Oscillators are ten a penny, but this one has something special. Its frequency can
be adjusted over a range of 800:1, it is voltage controlled, and it switches off automatically if the control voltage is less than approximately 0.6 V. As can be seen from the chart, the characteristic curve f = f(Ue) is approximately logarithmic. If the input voltage is less than 0.7 V, T1 and T3 are cut off. The capacitor then charges via the 10-kW resistor. The combination of the capacitor, the two Schmitt triggers and T2 form the actual oscillator circuit. However, T2 cannot discharge the capacitor, because T3 is cut off. In this state, a low level is present at A1 and a high level is present at A2. If the input voltage is increased, T3 starts conducting. This allows the capacitor to be discharged via T2, and the circuit starts to oscillate. If Ue is further increased, the capacitor receives an additional charging current via T1 and the l00-Ω resistor. That causes the oscillator frequency to increase. In situations where the duty cycle of the output signal is not important (such as when the circuit is used as a clock generator), this circuit can be used as a voltage controlled oscillator (VCO) with a large frequency range and shutdown capability.
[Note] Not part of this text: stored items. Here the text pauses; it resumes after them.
//! Shared fixtures: stand-in tool scripts, memory store and memory queue
#![allow(dead_code)]

use cinecore_config::PipelineConfig;
use cinecore_types::{Codec, EncodeProfile, Lane, MediaId, SourceMedia, TaskEnvelope};
use media_processor::pipeline::Pipeline;
use media_processor::retry::RetryConfig;
use media_processor::store::{JobStore, MemoryJobStore};
use media_processor::worker::handle_task;
use std::os::unix::fs::PermissionsExt;
use std::path::{Path, PathBuf};
use std::sync::Arc;
use task_queue_client::MemoryTaskQueue;
use tempfile::TempDir;

/// ffmpeg stand-in: prints one progress line and writes its last argument
pub const FFMPEG_OK: &str = r#"
for last; do :; done
echo "frame=  250 fps=50 q=28.0 size=  512kB time=00:00:10.00 bitrate= 419.4kbits/s speed=2x" >&2
case "$last" in
  /dev/null|-) ;;
  *) echo data > "$last" ;;
esac
exit 0
"#;

/// ffmpeg stand-in rejecting its input
pub const FFMPEG_BAD_INPUT: &str = r#"
echo "/media/in.mp4: Invalid data found when processing input" >&2
exit 1
"#;

/// ffmpeg stand-in failing with a transient error
pub const FFMPEG_FLAKY: &str = r#"
echo "av_interleaved_write_frame(): Connection reset by peer" >&2
exit 1
"#;

pub fn write_script(dir: &Path, name: &str, body: &str) -> PathBuf {
    let path = dir.join(name);
    std::fs::write(&path, format!("#!/bin/sh\n{}\n", body)).unwrap();
    std::fs::set_permissions(&path, std::fs::Permissions::from_mode(0o755)).unwrap();
    path
}

/// ffprobe stand-in describing a 25 fps h264 video with audio
pub fn ffprobe_video(duration: f64, height: u32) -> String {
    let width = height * 16 / 9;
    format!(
        r#"
cat <<'JSON'
{{"streams":[{{"codec_type":"video","codec_name":"h264","width":{w},"height":{h},"r_frame_rate":"25/1","bit_rate":"1200000","duration":"{d}"}},{{"codec_type":"audio","codec_name":"aac","bit_rate":"128000","sample_rate":"48000","channels":2}}],"format":{{"format_name":"mov,mp4,m4a,3gp,3g2,mj2","duration":"{d}"}}}}
JSON
"#,
        w = width,
        h = height,
        d = duration
    )
}

pub struct Harness {
    pub dir: TempDir,
    pub store: Arc<MemoryJobStore>,
    pub queue: Arc<MemoryTaskQueue>,
    pub pipeline: Pipeline,
}

pub struct HarnessBuilder {
    dir: TempDir,
    config: PipelineConfig,
}

impl HarnessBuilder {
    pub fn new() -> Self {
        let dir = tempfile::tempdir().unwrap();
        let mut config = PipelineConfig::default();
        config.paths.media_root = dir.path().join("media");
        config.paths.hls_root = dir.path().join("hls");
        config.paths.temp_dir = dir.path().join("tmp");
        config.worker.name = "test-worker".to_string();
        config.artifacts.produce_poster = false;
        config.artifacts.produce_sprites = false;
        config.artifacts.produce_hls = false;
        std::fs::create_dir_all(&config.paths.media_root).unwrap();

        let ffmpeg = write_script(dir.path(), "ffmpeg", FFMPEG_OK);
        let ffprobe = write_script(dir.path(), "ffprobe", &ffprobe_video(400.0, 480));
        config.tools.ffmpeg = ffmpeg;
        config.tools.ffprobe = ffprobe;

        Self { dir, config }
    }

    pub fn path(&self) -> &Path {
        self.dir.path()
    }

    pub fn ffmpeg(mut self, body: &str) -> Self {
        self.config.tools.ffmpeg = write_script(self.dir.path(), "ffmpeg", body);
        self
    }

    pub fn ffprobe(mut self, body: &str) -> Self {
        self.config.tools.ffprobe = write_script(self.dir.path(), "ffprobe", body);
        self
    }

    pub fn configure(mut self, f: impl FnOnce(&mut PipelineConfig)) -> Self {
        f(&mut self.config);
        self
    }

    pub fn build(self) -> Harness {
        let store = Arc::new(MemoryJobStore::new());
        let queue = Arc::new(MemoryTaskQueue::new());
        let pipeline = Pipeline::new(self.config, store.clone(), queue.clone())
            .with_queue_retry(RetryConfig::none());
        Harness {
            dir: self.dir,
            store,
            queue,
            pipeline,
        }
    }
}

impl Harness {
    pub fn path(&self) -> &Path {
        self.dir.path()
    }

    /// h264 240/360/480/720 profiles, ids 1 to 4
    pub async fn standard_profiles(&self) {
        for (id, res) in [(1, 240), (2, 360), (3, 480), (4, 720)] {
            let profile = EncodeProfile::new(id, format!("h264-{}", res), Codec::H264, res);
            self.store.save_profile(&profile).await.unwrap();
        }
    }

    /// Source file on disk plus its unprobed record
    pub async fn upload(&self, token: &str) -> MediaId {
        let id = MediaId::from(token);
        let dir = self.pipeline.config().paths.media_root.join(token);
        std::fs::create_dir_all(&dir).unwrap();
        let file = dir.join("movie.mp4");
        std::fs::write(&file, b"not really a movie").unwrap();
        let media = SourceMedia::new(id.clone(), file);
        self.store.save_media(&media).await.unwrap();
        id
    }

    pub async fn media(&self, id: &MediaId) -> SourceMedia {
        self.store.get_media(id).await.unwrap().unwrap()
    }

    /// Handle every due task of a lane, including ones they enqueue
    pub async fn drain(&self, lane: Lane) -> Vec<TaskEnvelope> {
        let mut handled = Vec::new();
        while let Some(delivery) = self.queue.try_next(lane).unwrap() {
            let task = delivery.task.clone();
            let _ = handle_task(&self.pipeline, &task).await;
            delivery.ack().await.unwrap();
            handled.push(task);
        }
        handled
    }
}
An oscillator is a mechanical or electronic device that works on the principles of oscillation: a periodic fluctuation between two things based on changes in energy. Computers, clocks, watches, radios, and metal detectors are among the many devices that use oscillators.
Oscillators are essential components that produce a periodic electronic signal, typically a sine wave or square wave. Oscillators convert DC signals to periodic AC signals which can be used to set frequency, be used for audio applications, or used as a clock signal.
Many electronic oscillators work according to the same fundamental principle: an oscillator always employs a sensitive amplifier whose output is supplied back to the input in phase. Thus, the signal reforms and sustains itself. This is associated with positive feedback.